» ABOUT THIS TASK: Lines with the word "GraphEntry" are the ones wanted. Copy each of them from the entries below.

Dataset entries
^^^^^^^^
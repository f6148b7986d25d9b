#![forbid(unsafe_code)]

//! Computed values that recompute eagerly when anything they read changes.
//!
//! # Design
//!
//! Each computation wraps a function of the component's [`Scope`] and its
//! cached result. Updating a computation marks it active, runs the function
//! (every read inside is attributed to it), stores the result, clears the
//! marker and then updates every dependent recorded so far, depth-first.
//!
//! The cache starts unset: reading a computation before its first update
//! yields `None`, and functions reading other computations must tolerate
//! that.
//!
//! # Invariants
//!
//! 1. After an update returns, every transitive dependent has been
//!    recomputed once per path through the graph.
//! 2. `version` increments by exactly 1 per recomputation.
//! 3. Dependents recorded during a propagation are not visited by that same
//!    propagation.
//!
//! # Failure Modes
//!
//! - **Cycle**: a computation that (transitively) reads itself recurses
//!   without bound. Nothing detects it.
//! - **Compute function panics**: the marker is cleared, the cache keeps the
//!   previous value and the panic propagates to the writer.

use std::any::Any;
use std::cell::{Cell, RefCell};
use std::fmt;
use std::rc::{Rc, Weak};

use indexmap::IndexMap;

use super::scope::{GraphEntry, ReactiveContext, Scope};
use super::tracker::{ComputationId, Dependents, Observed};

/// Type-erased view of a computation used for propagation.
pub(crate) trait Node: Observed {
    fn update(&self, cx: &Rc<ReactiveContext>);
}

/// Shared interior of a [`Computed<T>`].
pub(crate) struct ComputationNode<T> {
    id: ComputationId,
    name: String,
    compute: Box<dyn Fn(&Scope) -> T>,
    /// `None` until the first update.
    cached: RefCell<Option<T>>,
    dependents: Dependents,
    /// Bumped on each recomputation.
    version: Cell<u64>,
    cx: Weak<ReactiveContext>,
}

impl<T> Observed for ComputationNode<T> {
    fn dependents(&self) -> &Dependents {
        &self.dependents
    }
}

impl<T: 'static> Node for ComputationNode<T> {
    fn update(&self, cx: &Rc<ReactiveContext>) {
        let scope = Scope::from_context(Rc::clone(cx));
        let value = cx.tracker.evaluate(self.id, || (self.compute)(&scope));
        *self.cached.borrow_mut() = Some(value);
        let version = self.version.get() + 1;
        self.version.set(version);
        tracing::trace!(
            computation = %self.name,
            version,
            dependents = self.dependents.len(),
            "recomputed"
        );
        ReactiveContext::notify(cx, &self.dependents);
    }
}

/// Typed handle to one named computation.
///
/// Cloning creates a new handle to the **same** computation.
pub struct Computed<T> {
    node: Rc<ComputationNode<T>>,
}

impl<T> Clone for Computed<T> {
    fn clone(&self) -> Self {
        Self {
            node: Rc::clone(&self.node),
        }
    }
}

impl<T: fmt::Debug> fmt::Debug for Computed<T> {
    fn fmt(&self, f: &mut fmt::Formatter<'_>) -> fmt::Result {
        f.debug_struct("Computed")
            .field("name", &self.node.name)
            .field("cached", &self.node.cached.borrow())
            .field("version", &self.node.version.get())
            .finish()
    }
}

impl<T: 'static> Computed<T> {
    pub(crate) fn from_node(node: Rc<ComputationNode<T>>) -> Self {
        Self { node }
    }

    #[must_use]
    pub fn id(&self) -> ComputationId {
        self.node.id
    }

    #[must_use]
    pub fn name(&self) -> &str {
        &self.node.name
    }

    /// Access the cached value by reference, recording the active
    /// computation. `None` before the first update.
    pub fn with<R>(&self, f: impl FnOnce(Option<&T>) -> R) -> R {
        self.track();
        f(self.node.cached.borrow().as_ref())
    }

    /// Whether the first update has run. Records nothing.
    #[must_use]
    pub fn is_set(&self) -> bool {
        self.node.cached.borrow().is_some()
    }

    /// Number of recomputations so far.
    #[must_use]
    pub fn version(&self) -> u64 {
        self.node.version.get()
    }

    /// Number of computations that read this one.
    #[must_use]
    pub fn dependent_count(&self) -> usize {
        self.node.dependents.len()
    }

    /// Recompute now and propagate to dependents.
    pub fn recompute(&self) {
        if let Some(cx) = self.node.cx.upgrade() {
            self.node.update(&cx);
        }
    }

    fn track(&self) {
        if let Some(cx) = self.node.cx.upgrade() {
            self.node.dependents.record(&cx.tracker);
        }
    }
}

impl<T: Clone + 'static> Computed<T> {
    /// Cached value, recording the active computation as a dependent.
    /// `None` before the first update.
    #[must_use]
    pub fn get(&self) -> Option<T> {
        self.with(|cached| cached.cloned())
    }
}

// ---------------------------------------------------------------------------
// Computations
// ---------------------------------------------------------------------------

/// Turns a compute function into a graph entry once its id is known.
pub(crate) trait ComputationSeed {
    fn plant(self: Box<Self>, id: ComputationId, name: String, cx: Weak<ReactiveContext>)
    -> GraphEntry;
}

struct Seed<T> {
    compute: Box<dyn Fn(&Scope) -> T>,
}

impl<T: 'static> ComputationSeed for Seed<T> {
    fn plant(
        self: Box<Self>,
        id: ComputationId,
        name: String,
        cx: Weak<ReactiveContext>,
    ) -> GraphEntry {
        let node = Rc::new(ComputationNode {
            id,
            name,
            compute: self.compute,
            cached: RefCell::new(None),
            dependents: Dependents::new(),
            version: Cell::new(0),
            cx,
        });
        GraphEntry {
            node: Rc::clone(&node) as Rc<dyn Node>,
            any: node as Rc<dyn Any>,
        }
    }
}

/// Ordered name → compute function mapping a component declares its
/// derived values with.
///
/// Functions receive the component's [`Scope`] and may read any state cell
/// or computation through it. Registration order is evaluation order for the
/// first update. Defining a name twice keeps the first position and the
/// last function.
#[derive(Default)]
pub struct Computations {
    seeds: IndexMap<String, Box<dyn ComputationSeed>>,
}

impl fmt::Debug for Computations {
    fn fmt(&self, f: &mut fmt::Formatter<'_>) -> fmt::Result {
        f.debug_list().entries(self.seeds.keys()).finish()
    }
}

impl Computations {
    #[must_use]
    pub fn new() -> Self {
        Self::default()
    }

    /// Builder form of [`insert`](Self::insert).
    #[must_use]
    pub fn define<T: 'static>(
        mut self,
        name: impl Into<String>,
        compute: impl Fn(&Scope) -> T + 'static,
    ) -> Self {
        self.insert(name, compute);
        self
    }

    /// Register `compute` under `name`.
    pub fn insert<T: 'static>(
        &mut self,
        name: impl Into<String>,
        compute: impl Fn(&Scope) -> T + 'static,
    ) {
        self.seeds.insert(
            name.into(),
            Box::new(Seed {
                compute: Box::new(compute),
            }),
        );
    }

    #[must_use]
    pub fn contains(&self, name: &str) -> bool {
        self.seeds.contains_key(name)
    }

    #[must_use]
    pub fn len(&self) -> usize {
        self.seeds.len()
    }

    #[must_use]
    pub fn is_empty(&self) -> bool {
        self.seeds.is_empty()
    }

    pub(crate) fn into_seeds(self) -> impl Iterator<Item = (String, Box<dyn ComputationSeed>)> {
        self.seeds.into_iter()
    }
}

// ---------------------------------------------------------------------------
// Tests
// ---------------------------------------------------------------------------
^^^^^^^^
» ANSWER BOX:
use super::scope::{GraphEntry, ReactiveContext, Scope};
    -> GraphEntry;
    ) -> GraphEntry {
        GraphEntry {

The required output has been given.